Away cup match played on 25 February 2017.
Kicked off at 2:00 PM

As one Tinkerman Fell from Grace another Tinkerman rose like a Phoenix from the ashes of a season in turmoil!! Claudio Hedgiari pulled off a managerial masterstroke today as he unearthed the centre back pairing of Harrison and Naylor that shone more brightly than the Koh-I-Noor Diamond!! 

Media stories of Hedgiari loosing the dressing room were proven to be fake news as the Business School changing room rocked to the beats of Shalamars 'I Can Make you Feel Good' before kick off! Simon 'Claggy' Naylor entertained his teammates by twerking erotically in some very short shorts as Larko stuffed fivers into his taut waistband!! This new found positivity spilled out onto the pitch as the Business School took to the carcinogenic carpet like an emphysema sufferer on 40 a day!!! Jacob Naylor assumed his new role like St Francis of Assisi spreading his gospel of 'Where there is despair may we bring Hope!' Meanwhile Harrison barged into the opposition like a runaway lorry which hadn't had its brakes checked for years! On the left wing there was a comeback for the one time Poet Laureate Philip Larkin who huffed and puffed his way up and down the wing like Percy the Small Engine! At one point he jackhammered his opposite number headfirst into the ground and then stopped to read him his award winning ode 'Families Fuck You Up!' The Economists were winning every battle and taking the game to the United Nations Allstars! Man of the Match Steven Byrne started as he meant to go on with a sublime toebunger into the top right corner that left their keeper glued to the spot! CONVO 0 - BUSINESS 1 !! Ten minutes later he slotted home his second to double the lead! CONVO 0 - BUSINESS 2!!  Then Salim Al Mubarak Al Sabar, the 7th in line to the Kuwaiti Crown seized on an uncharacteristic mistake from the constantly aroused Simon 'Horny' Naylor to pull one back for Convocation! But Byrnes wasn't finished yet and in the 44th minute he was felled in the box by the keeper only to get back on his feet and slot home for his hattrick!! HALF TIME - CONVOCATION 1 - BUSINESS SCHOOL 3 !!

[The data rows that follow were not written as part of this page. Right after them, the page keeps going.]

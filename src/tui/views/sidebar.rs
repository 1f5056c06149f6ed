//! Summary sidebar
//!
//! Shows the monthly salary, derived totals, and the two financial goals.

use ratatui::{
    layout::Rect,
    style::{Color, Modifier, Style},
    text::{Line, Span},
    widgets::{Block, Borders, Paragraph},
    Frame,
};

use crate::tui::app::App;

/// Render the sidebar
pub fn render(frame: &mut Frame, app: &App, area: Rect) {
    let block = Block::default()
        .title(" Budget ")
        .title_style(
            Style::default()
                .fg(Color::Cyan)
                .add_modifier(Modifier::BOLD),
        )
        .borders(Borders::ALL)
        .border_style(Style::default().fg(Color::DarkGray));

    let symbol = &app.settings.currency_symbol;
    let totals = &app.totals;

    let remaining_color = if totals.remaining.is_negative() {
        Color::Red
    } else {
        Color::Green
    };

    let amount_line = |label: &str, value: String, color: Color| {
        Line::from(vec![
            Span::styled(format!("{:<11}", label), Style::default().fg(Color::White)),
            Span::styled(value, Style::default().fg(color).add_modifier(Modifier::BOLD)),
        ])
    };

    let goal_line = |goal: &str| {
        if goal.is_empty() {
            Line::from(Span::styled("  (none)", Style::default().fg(Color::DarkGray)))
        } else {
            Line::from(Span::styled(
                format!("  {}", goal),
                Style::default().fg(Color::White),
            ))
        }
    };

    let lines = vec![
        Line::raw(""),
        amount_line(
            "Salary:",
            app.ledger.monthly_salary().format_with_symbol(symbol),
            Color::Cyan,
        ),
        amount_line("Spent:", totals.total.format_with_symbol(symbol), Color::Yellow),
        amount_line(
            "Remaining:",
            totals.remaining.format_with_symbol(symbol),
            remaining_color,
        ),
        amount_line("Savings:", totals.savings.format_with_symbol(symbol), Color::Green),
        Line::raw(""),
        Line::from(Span::styled(
            "Goals",
            Style::default()
                .fg(Color::Cyan)
                .add_modifier(Modifier::BOLD),
        )),
        Line::from(Span::styled(
            "Short-term:",
            Style::default().fg(Color::Yellow),
        )),
        goal_line(app.ledger.short_term_goal()),
        Line::from(Span::styled(
            "Long-term:",
            Style::default().fg(Color::Yellow),
        )),
        goal_line(app.ledger.long_term_goal()),
    ];

    frame.render_widget(Paragraph::new(lines).block(block), area);
}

In the second half Hedgiari began tinkering like Tommy McTinker the Travelling Tinker from Tralee!! First he unleashed Ole Man River McGrath and went to 3-5-1 and then he brought on Calamity McLean and changed it to 4-5-2!! But no matter how he tried to confuse his own players the Economista Sandinistas adapted and stood strong! Harrison swapped handbags with Ahmed Al Jaber Al Sabah , the 8th in line to the Kuwaiti Crown before upending him in the box for an obvious penalty. The cheeky arab chipped it over Wallaces head to make it CONVOCATION 2 - BUSINESS 3!! But great teams show their mettle when things get tough. And that's exactly what Kristian 'Zika' Farrell did as hustled his opposite number off the ball and ran the length of the pitch as well as spraying inch perfect balls to Bibby and McGrath!! They both had chances to extend the lead but fluffed their lines and Byrnes could have made it 4 if only he had chipped the keeper!! Convocation brought on their secret weapon Tenpole Tudor and his swords of 1000 men as Karl 'Killer' Karloff licked his lips like a Rotti at an illegal dog meet! Edward Tenpole foolishly tried to outmuscle the Karloff and ended up slammed to the canvas with a bloody nose!! ARMAGEDDON SMACKDOWN KARLOFF STYLEE!!! The ref blew the whistle before Hedgiari could sub his sub McLean and the BUSINESS ARE IN THE SEMIS!!!!! FINAL SCORE CONVOS 2 - BUSINESS 3 !!!

MRS NAYLOR REVEALS HER LOVEMAKING WITH MR NAYLOR HAS REACHED NEW HEIGHTS SINCE THEY REENACTED 50 SHADES DARKER!!! CELTIC GINGA LARKIN DEMANDS DNA TEST ON HIS BLACK BABY HENRY ANGUS LARKIN!!!  HARRISON RECIEVES MAN AT C&A AWARD FOR 3rd YEAR RUNNING FOR HIS WORK SHIRT TUCKED INTO TRACKIE BOTTOMS CATWALK COLLECTION!!! POET PHILIP LARKIN ADMITS TO THUMBING IN A SOFTEE WHEN UNDER THE INFLUENCE!!!